NIH admits to funding gain-of-function research in Wuhan, directly refuting Fauci’s assertions

by mcardinal

Matt Bush, FISM News


In a tweet on Wednesday, molecular biologist Richard Ebright, released documents that proved Dr. Anthony Fauci’s denial that the NIH funded gain-of-function research at the Wuhan Institute of Virology to be false. 


According to an article in Forbes, during a May 11 congressional hearing, Fauci stated that the NIH “has not ever and does not now fund gain-of-function research in the Wuhan Institute of Virology.” Dr. Ebright’s revelation, however, shows that by giving EcoHealth Alliance a grant, the NIH did, in fact, fund gain-of-function research used to study the effects of the coranavirus in bats.

This revelation makes it clear that Fauci either knowingly spoke falsehoods about the NIH’s role in the research or did not know where the money was going or what it was funding.

Since COVID-19 came to America, its origins and its connections to China have been hotly debated. Fauci gained immediate fame and was looked to for answers about both dealing with the virus and how the virus came to America. His position as director of the National Institute of Allergy and Infectious Diseases (NIAID) put him in a position of authority and one where he was trusted and looked to for advice in uncertain times.

Over the past two years, many believe that Fauci has shown himself unworthy of the position that he held and of the faith that the American people put in him. Reports like this which seem to show an apparent lack of honesty and integrity have eroded the trust of the general public in Fauci. According to a recent Rasmussen poll Fauci’s approval rating currently sits at 41%, far below the 65% he had in a similar poll in May of 2020.

According to an article on the NIH website, gain-of-function research involves experimentation that aims or is expected to increase the transmissibility or virulence of pathogens. In short, gain-of-function research makes a virus more dangerous by increasing its transmissibility and strength. It does this so that virologists can study the virus more easily and develop vaccines and cures, but its ethical issues are clear. 

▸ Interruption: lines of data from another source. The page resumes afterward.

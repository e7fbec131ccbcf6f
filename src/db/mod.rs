pub mod models;
pub mod tx;

use log::info;
use sqlx::sqlite::{SqlitePool, SqlitePoolOptions};
use sqlx::Error as SqlxError;

pub use tx::with_tx_retry;

/// 현재 시각 (유닉스 초, REAL 컬럼용)
pub fn now_ts() -> f64 {
    chrono::Utc::now().timestamp_millis() as f64 / 1000.0
}

/// SQLite 데이터베이스 초기화 및 연결
pub async fn init_database(database_url: &str) -> Result<SqlitePool, SqlxError> {
    let pool = SqlitePoolOptions::new()
        .max_connections(5)
        .connect(database_url)
        .await?;

    // 잠금 경합 완화
    sqlx::query("PRAGMA journal_mode=WAL").execute(&pool).await.ok();
    sqlx::query("PRAGMA busy_timeout=5000").execute(&pool).await.ok();

    create_tables(&pool).await?;

    info!("데이터베이스 초기화 완료: {}", database_url);

    Ok(pool)
}

/// 테스트용 인메모리 데이터베이스
///
/// 인메모리 SQLite는 커넥션마다 별도 DB가 되므로 커넥션을 1개로 고정합니다.
pub async fn init_memory_database() -> Result<SqlitePool, SqlxError> {
    let pool = SqlitePoolOptions::new()
        .max_connections(1)
        .connect("sqlite::memory:")
        .await?;

    create_tables(&pool).await?;

    Ok(pool)
}

/// 필요한 테이블 생성
async fn create_tables(pool: &SqlitePool) -> Result<(), SqlxError> {
    // 상품 테이블 (가격/분배율 읽기 전용 — 소유권은 상품 서브시스템에 있음)
    sqlx::query(
        "CREATE TABLE IF NOT EXISTS listings (
            id INTEGER PRIMARY KEY AUTOINCREMENT,
            seller_id TEXT NOT NULL,
            title TEXT NOT NULL,
            price_cents INTEGER NOT NULL,
            platform_split REAL DEFAULT 0.4,
            seller_split REAL DEFAULT 0.6,
            status TEXT DEFAULT 'draft',
            created_at REAL DEFAULT (strftime('%s','now'))
        )",
    )
    .execute(pool)
    .await?;

    // 주문 테이블
    sqlx::query(
        "CREATE TABLE IF NOT EXISTS orders (
            id INTEGER PRIMARY KEY AUTOINCREMENT,
            order_no TEXT NOT NULL UNIQUE,
            buyer_id TEXT NOT NULL,
            seller_id TEXT NOT NULL,
            total_amount_cents INTEGER NOT NULL,
            platform_fee_cents INTEGER NOT NULL,
            seller_amount_cents INTEGER NOT NULL,
            status TEXT DEFAULT 'pending',
            payment_status TEXT DEFAULT 'pending',
            refund_status TEXT,
            refund_reason TEXT,
            created_at REAL DEFAULT (strftime('%s','now')),
            updated_at REAL DEFAULT (strftime('%s','now')),
            paid_at REAL,
            delivered_at REAL,
            completed_at REAL,
            refund_requested_at REAL,
            refund_processed_at REAL
        )",
    )
    .execute(pool)
    .await?;

    // 주문 항목 테이블
    sqlx::query(
        "CREATE TABLE IF NOT EXISTS order_items (
            id INTEGER PRIMARY KEY AUTOINCREMENT,
            order_id INTEGER NOT NULL,
            listing_id INTEGER NOT NULL,
            price_cents INTEGER NOT NULL,
            quantity INTEGER DEFAULT 1,
            delivered_at REAL,
            created_at REAL DEFAULT (strftime('%s','now')),
            FOREIGN KEY (order_id) REFERENCES orders(id),
            FOREIGN KEY (listing_id) REFERENCES listings(id)
        )",
    )
    .execute(pool)
    .await?;

    // 결제 기록 테이블
    sqlx::query(
        "CREATE TABLE IF NOT EXISTS order_payments (
            id INTEGER PRIMARY KEY AUTOINCREMENT,
            order_id INTEGER NOT NULL,
            provider TEXT NOT NULL,
            transaction_id TEXT,
            amount_cents INTEGER NOT NULL,
            status TEXT DEFAULT 'pending',
            payload TEXT,
            paid_at REAL,
            created_at REAL DEFAULT (strftime('%s','now')),
            FOREIGN KEY (order_id) REFERENCES orders(id)
        )",
    )
    .execute(pool)
    .await?;

    // 사용자 지갑 테이블
    sqlx::query(
        "CREATE TABLE IF NOT EXISTS user_wallets (
            user_id TEXT PRIMARY KEY,
            balance_cents INTEGER DEFAULT 0,
            pending_settlement_cents INTEGER DEFAULT 0,
            updated_at REAL DEFAULT (strftime('%s','now'))
        )",
    )
    .execute(pool)
    .await?;

    // 지갑 거래 내역 테이블 (추가 전용)
    sqlx::query(
        "CREATE TABLE IF NOT EXISTS wallet_logs (
            id INTEGER PRIMARY KEY AUTOINCREMENT,
            user_id TEXT NOT NULL,
            change_cents INTEGER NOT NULL,
            balance_after INTEGER NOT NULL,
            type TEXT NOT NULL,
            reference_id TEXT,
            remark TEXT,
            created_at REAL DEFAULT (strftime('%s','now'))
        )",
    )
    .execute(pool)
    .await?;

    // 환불 신청 테이블
    sqlx::query(
        "CREATE TABLE IF NOT EXISTS refund_requests (
            id INTEGER PRIMARY KEY AUTOINCREMENT,
            order_id INTEGER NOT NULL,
            buyer_id TEXT NOT NULL,
            seller_id TEXT NOT NULL,
            amount_cents INTEGER NOT NULL,
            reason TEXT,
            status TEXT DEFAULT 'pending',
            created_at REAL DEFAULT (strftime('%s','now')),
            processed_at REAL,
            reviewer_id TEXT,
            remark TEXT,
            FOREIGN KEY (order_id) REFERENCES orders(id)
        )",
    )
    .execute(pool)
    .await?;

    // 출금 신청 테이블
    sqlx::query(
        "CREATE TABLE IF NOT EXISTS payout_requests (
            id INTEGER PRIMARY KEY AUTOINCREMENT,
            user_id TEXT NOT NULL,
            amount_cents INTEGER NOT NULL,
            status TEXT DEFAULT 'pending',
            method TEXT,
            account_info TEXT,
            remark TEXT,
            created_at REAL DEFAULT (strftime('%s','now')),
            processed_at REAL
        )",
    )
    .execute(pool)
    .await?;

    // 출금 심사 로그 테이블
    sqlx::query(
        "CREATE TABLE IF NOT EXISTS payout_logs (
            id INTEGER PRIMARY KEY AUTOINCREMENT,
            payout_id INTEGER NOT NULL,
            action TEXT NOT NULL,
            reviewer_id TEXT,
            remark TEXT,
            created_at REAL DEFAULT (strftime('%s','now')),
            FOREIGN KEY (payout_id) REFERENCES payout_requests(id)
        )",
    )
    .execute(pool)
    .await?;

    // 구매 이력 테이블 (전달된 파일 접근 권한)
    sqlx::query(
        "CREATE TABLE IF NOT EXISTS user_purchases (
            id INTEGER PRIMARY KEY AUTOINCREMENT,
            order_id INTEGER NOT NULL,
            listing_id INTEGER NOT NULL,
            buyer_id TEXT NOT NULL,
            created_at REAL DEFAULT (strftime('%s','now')),
            FOREIGN KEY (order_id) REFERENCES orders(id),
            FOREIGN KEY (listing_id) REFERENCES listings(id)
        )",
    )
    .execute(pool)
    .await?;

    // 빈도 제한 로그 테이블
    sqlx::query(
        "CREATE TABLE IF NOT EXISTS rate_limit_logs (
            id INTEGER PRIMARY KEY AUTOINCREMENT,
            user_id TEXT NOT NULL,
            action TEXT NOT NULL,
            created_at REAL DEFAULT (strftime('%s','now'))
        )",
    )
    .execute(pool)
    .await?;

    // 리스크 이벤트 테이블 (추가 전용 감사 추적)
    sqlx::query(
        "CREATE TABLE IF NOT EXISTS risk_events (
            id INTEGER PRIMARY KEY AUTOINCREMENT,
            user_id TEXT NOT NULL,
            event_type TEXT NOT NULL,
            reference_id TEXT,
            details TEXT,
            score INTEGER DEFAULT 0,
            created_at REAL DEFAULT (strftime('%s','now'))
        )",
    )
    .execute(pool)
    .await?;

    // 주문 조작 로그 테이블
    sqlx::query(
        "CREATE TABLE IF NOT EXISTS order_logs (
            id INTEGER PRIMARY KEY AUTOINCREMENT,
            order_id INTEGER NOT NULL,
            action TEXT NOT NULL,
            details TEXT,
            user_id TEXT,
            created_at REAL DEFAULT (strftime('%s','now')),
            FOREIGN KEY (order_id) REFERENCES orders(id)
        )",
    )
    .execute(pool)
    .await?;

    // 결제 콜백 로그 테이블
    sqlx::query(
        "CREATE TABLE IF NOT EXISTS payment_callback_logs (
            id INTEGER PRIMARY KEY AUTOINCREMENT,
            order_id INTEGER,
            provider TEXT,
            transaction_id TEXT,
            status TEXT NOT NULL,
            payload TEXT,
            created_at REAL DEFAULT (strftime('%s','now'))
        )",
    )
    .execute(pool)
    .await?;

    // 알림 테이블
    sqlx::query(
        "CREATE TABLE IF NOT EXISTS notifications (
            id INTEGER PRIMARY KEY AUTOINCREMENT,
            user_id TEXT NOT NULL,
            title TEXT NOT NULL,
            content TEXT,
            type TEXT DEFAULT 'info',
            status TEXT DEFAULT 'unread',
            sender_role TEXT,
            created_at REAL DEFAULT (strftime('%s','now')),
            read_at REAL
        )",
    )
    .execute(pool)
    .await?;

    // 인덱스 생성
    sqlx::query("CREATE INDEX IF NOT EXISTS idx_orders_buyer ON orders(buyer_id)")
        .execute(pool)
        .await?;
    sqlx::query("CREATE INDEX IF NOT EXISTS idx_orders_seller ON orders(seller_id)")
        .execute(pool)
        .await?;
    sqlx::query("CREATE INDEX IF NOT EXISTS idx_orders_refund_status ON orders(refund_status)")
        .execute(pool)
        .await?;
    sqlx::query(
        "CREATE INDEX IF NOT EXISTS idx_refund_requests_buyer_created
         ON refund_requests(buyer_id, created_at DESC)",
    )
    .execute(pool)
    .await?;
    sqlx::query(
        "CREATE INDEX IF NOT EXISTS idx_rate_limit_logs_user_action
         ON rate_limit_logs(user_id, action, created_at)",
    )
    .execute(pool)
    .await?;
    sqlx::query(
        "CREATE INDEX IF NOT EXISTS idx_risk_events_user_created
         ON risk_events(user_id, created_at DESC)",
    )
    .execute(pool)
    .await?;
    sqlx::query(
        "CREATE INDEX IF NOT EXISTS idx_wallet_logs_user
         ON wallet_logs(user_id, created_at DESC)",
    )
    .execute(pool)
    .await?;

    // 멱등성 유일 제약: 동일 콜백/적립의 재전달을 no-op으로 만드는 최종 방어선
    sqlx::query(
        "CREATE UNIQUE INDEX IF NOT EXISTS ux_order_payments_txnid
         ON order_payments(transaction_id)",
    )
    .execute(pool)
    .await?;
    sqlx::query(
        "CREATE UNIQUE INDEX IF NOT EXISTS ux_wallet_logs_dedupe
         ON wallet_logs(user_id, type, reference_id)",
    )
    .execute(pool)
    .await?;
    sqlx::query(
        "CREATE UNIQUE INDEX IF NOT EXISTS ux_user_purchases_order_listing
         ON user_purchases(order_id, listing_id)",
    )
    .execute(pool)
    .await?;

    Ok(())
}
//! 엔진 설정
//!
//! 환경 변수(.env)에서 읽어 들이며, 빈도 제한 테이블과 출금 한도는
//! 코드 기본값을 환경 변수로 덮어쓸 수 있습니다.

use std::collections::HashMap;
use std::time::Duration;

/// 액션별 빈도 제한 규칙 (슬라이딩 윈도우)
#[derive(Debug, Clone)]
pub struct RateLimitRule {
    /// 윈도우 내 최대 허용 횟수
    pub max_requests: i64,
    /// 윈도우 길이 (초)
    pub window_seconds: u64,
    /// 롤링 1일 상한 (선택)
    pub daily_max: Option<i64>,
}

/// 출금 한도 설정
#[derive(Debug, Clone)]
pub struct PayoutLimits {
    /// 최소 출금 금액 (센트)
    pub min_amount_cents: i64,
    /// 단건 최대 출금 금액 (센트)
    pub max_amount_cents: i64,
    /// 1일 출금 한도 (센트)
    pub daily_limit_cents: i64,
}

/// 환불 빈도 제한 설정
#[derive(Debug, Clone)]
pub struct RefundFrequencyRule {
    /// 윈도우 길이 (초)
    pub window_seconds: u64,
    /// 윈도우 내 최대 환불 신청 횟수
    pub max_requests: i64,
}

/// 엔진 전역 설정
#[derive(Debug, Clone)]
pub struct EngineConfig {
    /// SQLite 데이터베이스 URL
    pub database_url: String,
    /// 외부 호출(결제/배송) 타임아웃
    pub external_call_timeout: Duration,
    /// 액션별 빈도 제한 테이블
    pub rate_limits: HashMap<String, RateLimitRule>,
    /// 출금 한도
    pub payout_limits: PayoutLimits,
    /// 환불 빈도 규칙
    pub refund_frequency: RefundFrequencyRule,
    /// 리스크 경보 수신 관리자 계정
    pub admin_inbox: String,
}

impl Default for EngineConfig {
    fn default() -> Self {
        let mut rate_limits = HashMap::new();
        // 1분 내 최대 10회 주문 생성
        rate_limits.insert(
            "create_order".to_string(),
            RateLimitRule { max_requests: 10, window_seconds: 60, daily_max: None },
        );
        // 1분 내 최대 3회 출금 신청, 하루 최대 20회
        rate_limits.insert(
            "create_payout".to_string(),
            RateLimitRule { max_requests: 3, window_seconds: 60, daily_max: Some(20) },
        );
        // 5분 내 최대 5회 설정 변경
        rate_limits.insert(
            "payment_config".to_string(),
            RateLimitRule { max_requests: 5, window_seconds: 300, daily_max: None },
        );

        Self {
            database_url: "sqlite://market_data.db?mode=rwc".to_string(),
            external_call_timeout: Duration::from_secs(10),
            rate_limits,
            payout_limits: PayoutLimits {
                min_amount_cents: 100,
                max_amount_cents: 1_000_000,
                daily_limit_cents: 5_000_000,
            },
            refund_frequency: RefundFrequencyRule {
                window_seconds: 3600,
                max_requests: 3,
            },
            admin_inbox: "admin".to_string(),
        }
    }
}

impl EngineConfig {
    /// 환경 변수에서 설정 로드 (없으면 기본값)
    pub fn from_env() -> Self {
        let mut config = Self::default();

        if let Ok(url) = std::env::var("DATABASE_URL") {
            config.database_url = url;
        }
        if let Some(secs) = env_u64("EXTERNAL_CALL_TIMEOUT_SECS") {
            config.external_call_timeout = Duration::from_secs(secs);
        }
        if let Some(v) = env_i64("PAYOUT_MIN_AMOUNT_CENTS") {
            config.payout_limits.min_amount_cents = v;
        }
        if let Some(v) = env_i64("PAYOUT_MAX_AMOUNT_CENTS") {
            config.payout_limits.max_amount_cents = v;
        }
        if let Some(v) = env_i64("PAYOUT_DAILY_LIMIT_CENTS") {
            config.payout_limits.daily_limit_cents = v;
        }
        if let Some(v) = env_u64("REFUND_WINDOW_SECS") {
            config.refund_frequency.window_seconds = v;
        }
        if let Some(v) = env_i64("REFUND_MAX_REQUESTS") {
            config.refund_frequency.max_requests = v;
        }
        if let Ok(v) = std::env::var("RISK_ADMIN_INBOX") {
            config.admin_inbox = v;
        }

        config
    }
}

fn env_i64(key: &str) -> Option<i64> {
    std::env::var(key).ok().and_then(|v| v.parse().ok())
}

fn env_u64(key: &str) -> Option<u64> {
    std::env::var(key).ok().and_then(|v| v.parse().ok())
}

In 2014, the Obama administration called for a pause on all gain-of-function projects because of the biosecurity risks. Under Fauci’s leadership, however, the National Institutes of Health (NIH) funded the very thing that Obama’s administration called “unethical.”

It is not clear that this gain-of-function research directly contributed to the spread of COVID-19, but it is clear that the Wuhan Institute of Virology received direct funding from the NIH for gain-of-function research.